Quality of life effects of obesity are similar to those caused by smoking, drinking, and poverty. 365,000 deaths per year are attributed to poor diet and physical activity, second only to tobacco as the leading cause of preventable death. And if that’s not disturbing enough, overweight youth are more likely to experience lower-self esteem, depressed moods, body dissatisfaction, and social marginalization and discrimination.

There is, however, a glimmer of hope. School. 95% of adolescents attend school outside of their own home. Therefore schools have the unique ability and responsibility to create an environment that may encourage healthy behaviors. One way in particular is the regulation or banning of sugary drinks on campus.

The Child Nutrition and WIC Reauthorization Act of 2004 requires that all school districts include their own wellness policies for regulating “competitive” foods and beverages, or rather, those sold separately from the commodities provided from the National School Lunch Program. The problem is obvious here. Districts establish their own guidelines.  There is a lack of conclusive evidence as to what policies or best practices contribute to the reduction of student’s over-all weight status. The strongest evidence though, based on available data, suggests that prohibition of sales of sodas in schools have the greatest potential for impacting adolescent obesity.

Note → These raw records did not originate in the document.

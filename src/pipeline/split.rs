//! Train/test splitting of the encoded dataset
//!
//! Rows are shuffled with a seeded RNG and partitioned into round(0.7·N)
//! training rows and the remainder for testing. The same seed always yields
//! the same partition.

use anyhow::{Context, Result};
use ndarray::{Array1, Array2};
use polars::prelude::*;
use rand::rngs::StdRng;
use rand::seq::SliceRandom;
use rand::SeedableRng;

use super::schema::FeatureSchema;

/// Split ratio and seed for the shuffle.
#[derive(Debug, Clone, Copy)]
pub struct SplitConfig {
    pub test_size: f64,
    pub seed: u64,
}

impl Default for SplitConfig {
    fn default() -> Self {
        Self {
            test_size: 0.3,
            seed: 42,
        }
    }
}

/// Feature matrices and label vectors for both partitions, plus the row
/// indices each partition was drawn from.
#[derive(Debug)]
pub struct DataSplit {
    pub x_train: Array2<f64>,
    pub x_test: Array2<f64>,
    pub y_train: Array1<usize>,
    pub y_test: Array1<usize>,
    pub train_indices: Vec<usize>,
    pub test_indices: Vec<usize>,
    pub feature_names: Vec<String>,
}

/// Select the schema's feature columns and label, then split rows into
/// train and test partitions with a seeded shuffle.
pub fn train_test_split(
    df: &DataFrame,
    schema: &FeatureSchema,
    config: &SplitConfig,
) -> Result<DataSplit> {
    schema.validate(df)?;

    if config.test_size <= 0.0 || config.test_size >= 1.0 {
        anyhow::bail!("test_size must be in (0, 1), got {}", config.test_size);
    }

    let feature_names = schema.feature_columns();
    let features = extract_features(df, &feature_names)?;
    let labels = extract_labels(df, schema.label_column())?;

    let n_rows = df.height();
    let mut indices: Vec<usize> = (0..n_rows).collect();
    let mut rng = StdRng::seed_from_u64(config.seed);
    indices.shuffle(&mut rng);

    let train_len = ((n_rows as f64) * (1.0 - config.test_size)).round() as usize;
    let (train_indices, test_indices) = indices.split_at(train_len);

    Ok(DataSplit {
        x_train: select_rows(&features, train_indices, feature_names.len()),
        x_test: select_rows(&features, test_indices, feature_names.len()),
        y_train: train_indices.iter().map(|&i| labels[i]).collect(),
        y_test: test_indices.iter().map(|&i| labels[i]).collect(),
        train_indices: train_indices.to_vec(),
        test_indices: test_indices.to_vec(),
        feature_names,
    })
}

/// Pull the feature columns out as per-column f64 vectors.
fn extract_features(df: &DataFrame, names: &[String]) -> Result<Vec<Vec<f64>>> {
    names
        .iter()
        .map(|name| {
            let col = df
                .column(name)
                .with_context(|| format!("Feature column '{}' not found", name))?;
            let values: Vec<f64> = col
                .cast(&DataType::Float64)
                .with_context(|| format!("Feature column '{}' is not numeric", name))?
                .f64()?
                .into_iter()
                .map(|v| v.unwrap_or(f64::NAN))
                .collect();
            Ok(values)
        })
        .collect()
}

fn extract_labels(df: &DataFrame, label: &str) -> Result<Vec<usize>> {
    let col = df
        .column(label)
        .with_context(|| format!("Label column '{}' not found", label))?;
    Ok(col
        .cast(&DataType::Int64)?
        .i64()?
        .into_iter()
        .map(|v| v.unwrap_or(0) as usize)
        .collect())
}

/// Gather the chosen rows into a row-major matrix.
fn select_rows(columns: &[Vec<f64>], indices: &[usize], n_features: usize) -> Array2<f64> {
    let mut flat = Vec::with_capacity(indices.len() * n_features);
    for &row in indices {
        for column in columns {
            flat.push(column[row]);
        }
    }
    Array2::from_shape_vec((indices.len(), n_features), flat)
        .expect("row-major layout matches (rows, features) shape")
}

#[cfg(test)]
mod tests {
    use super::*;

    fn schema() -> FeatureSchema {
        FeatureSchema::new(
            vec!["a".to_string(), "b".to_string()],
            Vec::new(),
            "Churn".to_string(),
        )
    }

    fn frame(rows: usize) -> DataFrame {
        let a: Vec<f64> = (0..rows).map(|i| i as f64).collect();
        let b: Vec<f64> = (0..rows).map(|i| (rows - i) as f64).collect();
        let churn: Vec<i32> = (0..rows).map(|i| (i % 2) as i32).collect();
        df! {
            "a" => a,
            "b" => b,
            "Churn" => churn,
        }
        .unwrap()
    }

    #[test]
    fn split_sizes_follow_rounded_ratio() {
        let df = frame(10);
        let split = train_test_split(&df, &schema(), &SplitConfig::default()).unwrap();

        assert_eq!(split.x_train.nrows(), 7);
        assert_eq!(split.x_test.nrows(), 3);
        assert_eq!(split.y_train.len(), 7);
        assert_eq!(split.y_test.len(), 3);
    }

    #[test]
    fn same_seed_gives_identical_indices() {
        let df = frame(50);
        let config = SplitConfig {
            test_size: 0.3,
            seed: 42,
        };

        let first = train_test_split(&df, &schema(), &config).unwrap();
        let second = train_test_split(&df, &schema(), &config).unwrap();

        assert_eq!(first.train_indices, second.train_indices);
        assert_eq!(first.test_indices, second.test_indices);
    }

    #[test]
    fn different_seeds_give_different_shuffles() {
        let df = frame(50);
        let first = train_test_split(
            &df,
            &schema(),
            &SplitConfig {
                test_size: 0.3,
                seed: 1,
            },
        )
        .unwrap();
        let second = train_test_split(
            &df,
            &schema(),
            &SplitConfig {
                test_size: 0.3,
                seed: 2,
            },
        )
        .unwrap();

        assert_ne!(first.train_indices, second.train_indices);
    }

    #[test]
    fn features_align_with_labels() {
        let df = frame(20);
        let split = train_test_split(&df, &schema(), &SplitConfig::default()).unwrap();

        // Column "a" equals the original row index, so each feature row must
        // agree with the label parity of that index.
        for (row, &label) in split.y_train.iter().enumerate() {
            let original_index = split.x_train[(row, 0)] as usize;
            assert_eq!(original_index % 2, label);
        }
    }

    #[test]
    fn missing_feature_column_is_an_error() {
        let df = df! {
            "a" => [1.0f64, 2.0],
            "Churn" => [0i32, 1],
        }
        .unwrap();

        let result = train_test_split(&df, &schema(), &SplitConfig::default());
        assert!(result.is_err());
        assert!(result.unwrap_err().to_string().contains("b"));
    }

    #[test]
    fn invalid_test_size_is_rejected() {
        let df = frame(10);
        let result = train_test_split(
            &df,
            &schema(),
            &SplitConfig {
                test_size: 1.5,
                seed: 42,
            },
        );
        assert!(result.is_err());
    }
}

The most tragic part of this situation is that even after the alarming statistics, supportive evidence, and feasibility of the solution, there is significant opposition from school faculty, parents, and community members when it comes to banning the vending machines.

School administrators argue that if soda is not available in the school, teenagers are likely to leave campus, hit up the local 7-11 for a 32 oz. fountain soda, and money that could have potentially benefitted the school, will be lost.  This also creates a crisis for the custodial team who will probably have more soda spills because cups with lids are not as preventative as capped bottles. The most substantial argument made by faculty is that it is ultimately the parents’ responsibility to exemplify and monitor healthy behaviors for their own child.

It is safe to assume that no parent would ever start the day by scooping 15 teaspoons of table sugar into a Ziploc bag and passing it off to their kid to constitute their lunch. But in reality, parent’s who provide their kid with one dollar to hit up the soda machine for a 20 oz Coke are doing just that.  It could also be assumed that no parent would intentionally inflict harm or risk upon his or her child. Something is clearly afoot in this situation, and the truth might be lack of knowledge or skills from the home front.

The question is not whether or not it should be the school or the parent’s responsibility to imbue health practices, but rather where will have the greatest impact. 5A high schools have over 2,000 students usually from vast racial and socioeconomic backgrounds that are influenced by commodities available or unavailable to them at school. Any educator should know that providing and environment conducive to learning and growth is the only practical solution for impact. It is a paradox that the risks and harms of obesity may be drilled during the health class lecture, but take 10 steps from the classroom and their stands the soda machine shining enticingly before the students. Something doesn’t add up.

One thing does add up well, and that is the annual medical costs associated with obesity each year. An estimated $14 billion dollars each year are attributed to obesity. In 2008 persons who were obese had medical costs that were $1,429 higher than the cost for people with normal body weights. With the fragile economic state our nation is currently facing, can we truly defend vending machines in our schools?

Whether it is changing the status quo, rearranging social norms, or schools taking an incremental financial cut, it is absolutely the first and most feasible step to tackling the obesity epidemic facing adolescents. This is a situation of quality of life and potential death and cannot be passed by.